Pages

Senin, 24 Agustus 2020

Pertanyaan Besar (lagi)

 Jadi guru, sekaligus jadi pegawai itu punya tanggung jawab jabatan untuk menunjukkan profesionalisme dalam bekerja. Sudah sampai mana profesionalisme saya? Tiba - tiba saya merefleksikan diri saya sambil tiduran di kasur sepulang bekerja. Tiba - tiba ketika saya selesai melucuti pakaian kerja HP pintarku berdering, sebuah wasap dari teman saya mengabari soal video lomba pembelajaran yang baru saja diupload di YouTube. Sontak saya penasaran, saya cari kanal YouTube penyelenggara lomba tersebut karena beberapa hari yang lalu saya juga upload karya di kanal tersebut. Saya cari video saya di kanal itu tapi tidak ketemu. Beberapa saat kemudian teman saya bertanya apakah saya tidak mendapat pesan dari penyelenggara, saya jawab tidak. Di barisan pesan tersebut teman saya mengatakan dia mendapat pesan berupa link tayangan videonya dan minta bantuan untuk memberi like agar bisa jadi video favorit. 

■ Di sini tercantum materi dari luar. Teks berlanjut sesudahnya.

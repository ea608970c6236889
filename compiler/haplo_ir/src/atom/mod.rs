//! Lexical literals.
//!
//! An [`Atom`] is the leaf payload of the syntax tree. Text-carrying
//! variants own their text, so a parsed tree never borrows from the source
//! buffer and can outlive it.

use std::fmt;

/// A literal produced by the lexer.
#[derive(Clone, Debug, PartialEq)]
pub enum Atom {
    /// Base-10 integer literal: `69`, `-420`.
    Integer(i64),
    /// Floating-point literal: `69.420`.
    Float(f64),
    /// `true` or `false`.
    Bool(bool),
    /// Double-quoted string literal, quotes stripped: `"Hello"`.
    String(String),
    /// Any other unreserved text: `print`, `+`.
    Symbol(String),
    /// Quoted name, `'name`. A literal reference that is never resolved.
    Quote(String),
}

impl Atom {
    /// Human-readable name of the atom kind, used in diagnostics.
    pub fn kind_name(&self) -> &'static str {
        match self {
            Atom::Integer(_) => "integer",
            Atom::Float(_) => "float",
            Atom::Bool(_) => "bool",
            Atom::String(_) => "string",
            Atom::Symbol(_) => "symbol",
            Atom::Quote(_) => "quote",
        }
    }

    /// The symbol name, if this is a `Symbol` atom.
    pub fn as_symbol(&self) -> Option<&str> {
        match self {
            Atom::Symbol(name) => Some(name),
            _ => None,
        }
    }

    /// The quoted name, if this is a `Quote` atom.
    pub fn as_quote(&self) -> Option<&str> {
        match self {
            Atom::Quote(name) => Some(name),
            _ => None,
        }
    }
}

/// Literal text of the atom: strings quoted, floats with six decimals,
/// quotes prefixed with `'`.
impl fmt::Display for Atom {
    fn fmt(&self, f: &mut fmt::Formatter<'_>) -> fmt::Result {
        match self {
            Atom::Integer(n) => write!(f, "{n}"),
            Atom::Float(x) => write!(f, "{x:.6}"),
            Atom::Bool(b) => write!(f, "{b}"),
            Atom::String(s) => write!(f, "\"{s}\""),
            Atom::Symbol(s) => f.write_str(s),
            Atom::Quote(s) => write!(f, "'{s}"),
        }
    }
}

#[cfg(test)]
mod tests;
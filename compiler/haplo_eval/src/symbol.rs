//! What a name in the symbol table refers to.

use std::fmt;
use std::sync::Arc;

use haplo_ir::Expr;

use crate::{Interpreter, Value, ValueList};

/// Signature of every standard-library function.
///
/// Arguments arrive already evaluated, front to back. Failures are returned
/// as [`Value::Error`].
pub type NativeFn = fn(&mut Interpreter, ValueList) -> Value;

/// A symbol table entry.
#[derive(Clone)]
pub enum Symbol {
    NativeFunction(NativeFn),
    /// Body of a `defunc`. Arguments are not bound when it runs.
    ///
    /// Shared, so looking a function up for a call does not copy its body.
    InterpretedFunction(Arc<Expr>),
    Variable(Value),
}

impl Symbol {
    pub fn kind_name(&self) -> &'static str {
        match self {
            Symbol::NativeFunction(_) => "native function",
            Symbol::InterpretedFunction(_) => "interpreted function",
            Symbol::Variable(_) => "variable",
        }
    }

    #[inline]
    pub fn as_variable(&self) -> Option<&Value> {
        match self {
            Symbol::Variable(value) => Some(value),
            _ => None,
        }
    }
}

impl fmt::Debug for Symbol {
    fn fmt(&self, f: &mut fmt::Formatter<'_>) -> fmt::Result {
        match self {
            Symbol::NativeFunction(_) => f.write_str("NativeFunction(..)"),
            Symbol::InterpretedFunction(body) => {
                f.debug_tuple("InterpretedFunction").field(body).finish()
            }
            Symbol::Variable(value) => f.debug_tuple("Variable").field(value).finish(),
        }
    }
}
#![allow(clippy::unwrap_used, clippy::expect_used)]

use super::*;
use crate::ValueList;
use haplo_diagnostic::ErrorCode;
use pretty_assertions::assert_eq;

#[test]
fn buffer_writes_one_line_per_value() {
    let handler = buffer_handler();
    handler.print_value(&Value::Integer(3));
    handler.print_value(&Value::String("hi".into()));
    assert_eq!(handler.get_output(), "3\n\"hi\"\n");
}

#[test]
fn buffer_uses_display_text() {
    let handler = buffer_handler();
    let list: ValueList = [Value::Integer(1), Value::Quote("q".into())]
        .into_iter()
        .collect();
    handler.print_value(&Value::List(list));
    handler.print_value(&Value::Empty);
    handler.print_value(&Value::Error(ErrorCode::E6007));
    assert_eq!(
        handler.get_output(),
        "( 1 'q )\nempty\nE6007 division by zero\n"
    );
}

#[test]
fn stdout_does_not_capture() {
    let handler = stdout_handler();
    handler.print_value(&Value::Bool(true));
    assert_eq!(handler.get_output(), "");
}

#[test]
fn silent_discards() {
    let handler = silent_handler();
    handler.print_value(&Value::Integer(1));
    assert_eq!(handler.get_output(), "");
}

#[test]
fn shared_clones_see_the_same_buffer() {
    let handler = buffer_handler();
    let reader = Arc::clone(&handler);
    handler.print_value(&Value::Symbol("shared".into()));
    assert_eq!(reader.get_output(), "shared\n");
}

#[test]
fn buffer_is_thread_safe() {
    let handler = buffer_handler();
    let writer = Arc::clone(&handler);

    let thread = std::thread::spawn(move || {
        for n in 0..100 {
            writer.print_value(&Value::Integer(n));
        }
    });
    for n in 0..100 {
        handler.print_value(&Value::Integer(-n));
    }
    thread.join().unwrap();

    assert_eq!(handler.get_output().lines().count(), 200);
}
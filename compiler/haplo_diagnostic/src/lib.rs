//! Error taxonomy for Haplo.
//!
//! Every failure the front end or the interpreter can report is a single
//! [`ErrorCode`]. Lexer and parser errors wrap a code together with a
//! position; interpreter errors travel as `Value::Error(code)` data.

mod error_code;

pub use error_code::ErrorCode;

Aihhh, agak kesal juga, video saya tidak lolos seleksi babak penyisihan. Walau sejak awal saya sudah tau bahwa kemungkinan saya lolos itu hanya kecil. Tapi dari situ renungan saya dimulai. Apa saya sudah melaksanakan kesungguhan saya dalam melakukan pengabdian? Atau saya hanya suka dengan bayaran rutin dan asal kerja saya? Lalu saya mengingat kembali masa masa saya mengajar, melihat anak - anak membaca, menulis, berpikir. Kadang saya berpikir saya mengajar hanya sekedar memberi latihan soal yang terlihat tidak ada gunanya di kemudian hari. Kapan lagi saya melihat mereka semangat mengikuti pembelajaran dari saya, kapan lagi mereka terlihat malas malasan. Saat itu saya ingin menyudahi pelajaran. Saya ingin ajak anak - anak itu bermain saja tapi kemudian saya terlindas tuntutan kurikulum. 

Saya memendam sendiri semua kegalauan saya tentang mendidik dan mengajar. Apa jadinya anak - anak yang datang pada saya untuk menimba ilmu, sedang sumur keilmuan saya begitu dangkal dan kering. 

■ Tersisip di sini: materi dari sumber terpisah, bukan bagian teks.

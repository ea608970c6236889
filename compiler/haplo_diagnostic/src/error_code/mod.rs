//! Error codes for every Haplo diagnostic.
//!
//! Each code is a unique identifier (e.g., `E1002`) whose first digit names
//! the phase that raised it.

use std::fmt;

/// Error codes for every Haplo diagnostic.
///
/// Format: E#### where the first digit indicates phase:
/// - E0xxx: Lexer errors
/// - E1xxx: Parser errors
/// - E6xxx: Interpreter errors
/// - E7xxx: Symbol table errors
#[derive(Copy, Clone, Eq, PartialEq, Hash, Debug)]
pub enum ErrorCode {
    // Lexer Errors (E0xxx)
    /// End of input where a token was required
    E0001,
    /// Unterminated string literal
    E0002,
    /// Atom longer than the configured limit
    E0003,

    // Parser Errors (E1xxx)
    /// Unrecognized token
    E1001,
    /// Malformed or missing parenthesis
    E1002,
    /// Unexpected token after quote
    E1003,
    /// Empty list in expression position
    E1004,

    // Interpreter Errors (E6xxx)
    /// Unknown symbol
    E6001,
    /// Invalid type
    E6002,
    /// Wrong number of arguments
    E6003,
    /// Not a function
    E6004,
    /// Recursion limit exceeded
    E6005,
    /// Loop iteration limit exceeded
    E6006,
    /// Integer division by zero
    E6007,

    // Symbol Table Errors (E7xxx)
    /// Table not initialised
    E7001,
    /// Key not found
    E7002,
}

impl ErrorCode {
    /// All error code variants, for iteration and lookup.
    pub const ALL: &[ErrorCode] = &[
        // Lexer
        ErrorCode::E0001,
        ErrorCode::E0002,
        ErrorCode::E0003,
        // Parser
        ErrorCode::E1001,
        ErrorCode::E1002,
        ErrorCode::E1003,
        ErrorCode::E1004,
        // Interpreter
        ErrorCode::E6001,
        ErrorCode::E6002,
        ErrorCode::E6003,
        ErrorCode::E6004,
        ErrorCode::E6005,
        ErrorCode::E6006,
        ErrorCode::E6007,
        // Symbol table
        ErrorCode::E7001,
        ErrorCode::E7002,
    ];

    /// Get the numeric code as a string (e.g., "E1002").
    pub fn as_str(&self) -> &'static str {
        match self {
            ErrorCode::E0001 => "E0001",
            ErrorCode::E0002 => "E0002",
            ErrorCode::E0003 => "E0003",
            ErrorCode::E1001 => "E1001",
            ErrorCode::E1002 => "E1002",
            ErrorCode::E1003 => "E1003",
            ErrorCode::E1004 => "E1004",
            ErrorCode::E6001 => "E6001",
            ErrorCode::E6002 => "E6002",
            ErrorCode::E6003 => "E6003",
            ErrorCode::E6004 => "E6004",
            ErrorCode::E6005 => "E6005",
            ErrorCode::E6006 => "E6006",
            ErrorCode::E6007 => "E6007",
            ErrorCode::E7001 => "E7001",
            ErrorCode::E7002 => "E7002",
        }
    }

    /// Short lowercase description, used in dumps and value display.
    pub fn description(&self) -> &'static str {
        match self {
            ErrorCode::E0001 => "end of input",
            ErrorCode::E0002 => "unterminated string literal",
            ErrorCode::E0003 => "atom too long",
            ErrorCode::E1001 => "unrecognized token",
            ErrorCode::E1002 => "malformed parenthesis",
            ErrorCode::E1003 => "unexpected token after quote",
            ErrorCode::E1004 => "empty list",
            ErrorCode::E6001 => "unknown symbol",
            ErrorCode::E6002 => "invalid type",
            ErrorCode::E6003 => "wrong number of arguments",
            ErrorCode::E6004 => "not a function",
            ErrorCode::E6005 => "recursion limit exceeded",
            ErrorCode::E6006 => "loop iteration limit exceeded",
            ErrorCode::E6007 => "division by zero",
            ErrorCode::E7001 => "symbol table not initialised",
            ErrorCode::E7002 => "symbol not found",
        }
    }

    /// Check if this is a lexer error (E0xxx range).
    pub fn is_lexer_error(&self) -> bool {
        matches!(self, ErrorCode::E0001 | ErrorCode::E0002 | ErrorCode::E0003)
    }

    /// Check if this is a parser error (E1xxx range).
    pub fn is_parser_error(&self) -> bool {
        matches!(
            self,
            ErrorCode::E1001 | ErrorCode::E1002 | ErrorCode::E1003 | ErrorCode::E1004
        )
    }

    /// Check if this is an interpreter error (E6xxx range).
    pub fn is_eval_error(&self) -> bool {
        matches!(
            self,
            ErrorCode::E6001
                | ErrorCode::E6002
                | ErrorCode::E6003
                | ErrorCode::E6004
                | ErrorCode::E6005
                | ErrorCode::E6006
                | ErrorCode::E6007
        )
    }

    /// Check if this is a symbol table error (E7xxx range).
    pub fn is_symbol_table_error(&self) -> bool {
        matches!(self, ErrorCode::E7001 | ErrorCode::E7002)
    }
}

impl fmt::Display for ErrorCode {
    fn fmt(&self, f: &mut fmt::Formatter<'_>) -> fmt::Result {
        write!(f, "{}", self.as_str())
    }
}

impl std::error::Error for ErrorCode {}

/// Parse an error code string like `"E1002"`. Case-insensitive.
impl std::str::FromStr for ErrorCode {
    type Err = ();

    fn from_str(s: &str) -> Result<Self, Self::Err> {
        let upper = s.to_uppercase();
        Self::ALL
            .iter()
            .find(|code| code.as_str() == upper)
            .copied()
            .ok_or(())
    }
}

#[cfg(test)]
mod tests;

Saya terlalu banyak menyalahkan lingkungan, menyalahkan keadaan atas semua kekeringan dan kedangkalan berpikir saya. Dan pertanyaan besar itu datang pada saya lagi, pantaskah saya mendapat sebutan guru?

Sabtu, 22 Agustus 2020

Guru Juga Bisa Salah

 Jadi guru itu nggak gampang. Dari arti namanya saja yang harus digugu dan ditiru yang ada pada diri guru haruslah selalu kebenaran. Kebenaran tingkah laku, sikap, perkataan, dan perbuatannya. Karena apapun yang dilakukan guru apapun yang diberikan guru pada akhirnya akan ditiru oleh siswanya.

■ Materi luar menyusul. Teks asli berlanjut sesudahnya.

//! Lexer errors.
//!
//! A [`LexError`] records what went wrong and where: the span of the
//! offending text plus the 0-based line and column where it starts.

use std::fmt;

use haplo_diagnostic::ErrorCode;
use haplo_ir::Span;

use crate::Position;

/// Lexical error with location.
#[derive(Clone, Debug, PartialEq, Eq)]
pub struct LexError {
    pub span: Span,
    pub kind: LexErrorKind,
    pub line: u32,
    pub column: u32,
}

/// What kind of lexical error occurred.
#[derive(Clone, Debug, PartialEq, Eq)]
pub enum LexErrorKind {
    /// A token was required but the input ended.
    UnexpectedEndOfInput,
    /// Missing closing `"`.
    UnterminatedString,
    /// Atom longer than [`LexerConfig::max_atom_len`](crate::LexerConfig).
    AtomTooLong { len: usize, max: usize },
}

impl LexError {
    pub fn new(kind: LexErrorKind, span: Span, at: Position) -> Self {
        LexError {
            span,
            kind,
            line: at.line,
            column: at.column,
        }
    }

    /// Diagnostic code for this error.
    pub fn code(&self) -> ErrorCode {
        match self.kind {
            LexErrorKind::UnexpectedEndOfInput => ErrorCode::E0001,
            LexErrorKind::UnterminatedString => ErrorCode::E0002,
            LexErrorKind::AtomTooLong { .. } => ErrorCode::E0003,
        }
    }

    /// One-line description without location.
    pub fn message(&self) -> String {
        match &self.kind {
            LexErrorKind::UnexpectedEndOfInput | LexErrorKind::UnterminatedString => {
                self.code().description().to_string()
            }
            LexErrorKind::AtomTooLong { len, max } => {
                format!("atom of {len} bytes exceeds the limit of {max}")
            }
        }
    }
}

impl fmt::Display for LexError {
    fn fmt(&self, f: &mut fmt::Formatter<'_>) -> fmt::Result {
        write!(
            f,
            "{}: {} at line {}, column {}",
            self.code(),
            self.message(),
            self.line,
            self.column
        )
    }
}

impl std::error::Error for LexError {}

Guru itu harus banyak baca, banyak diskusi tentang keprofesiannya, membaca literatur kekinian, apapagi kalau guru SD yang merupakan guru kelas. Wawasannya itu harus lintas disiplin ilmu. Harus paham bahasa, paham matematika, paham ilmu alam pun ilmu ilmu yang lainnya.

Nah, di sini poin masalah nya. Nggak tau kenapa hidup membawaku jadi seorang guru. Yaa, memang jabatan prestisius tapi kalo kurang baca, kurang literasi jadinya malah kaya badut di ulang tahun cuma bisa diketawain.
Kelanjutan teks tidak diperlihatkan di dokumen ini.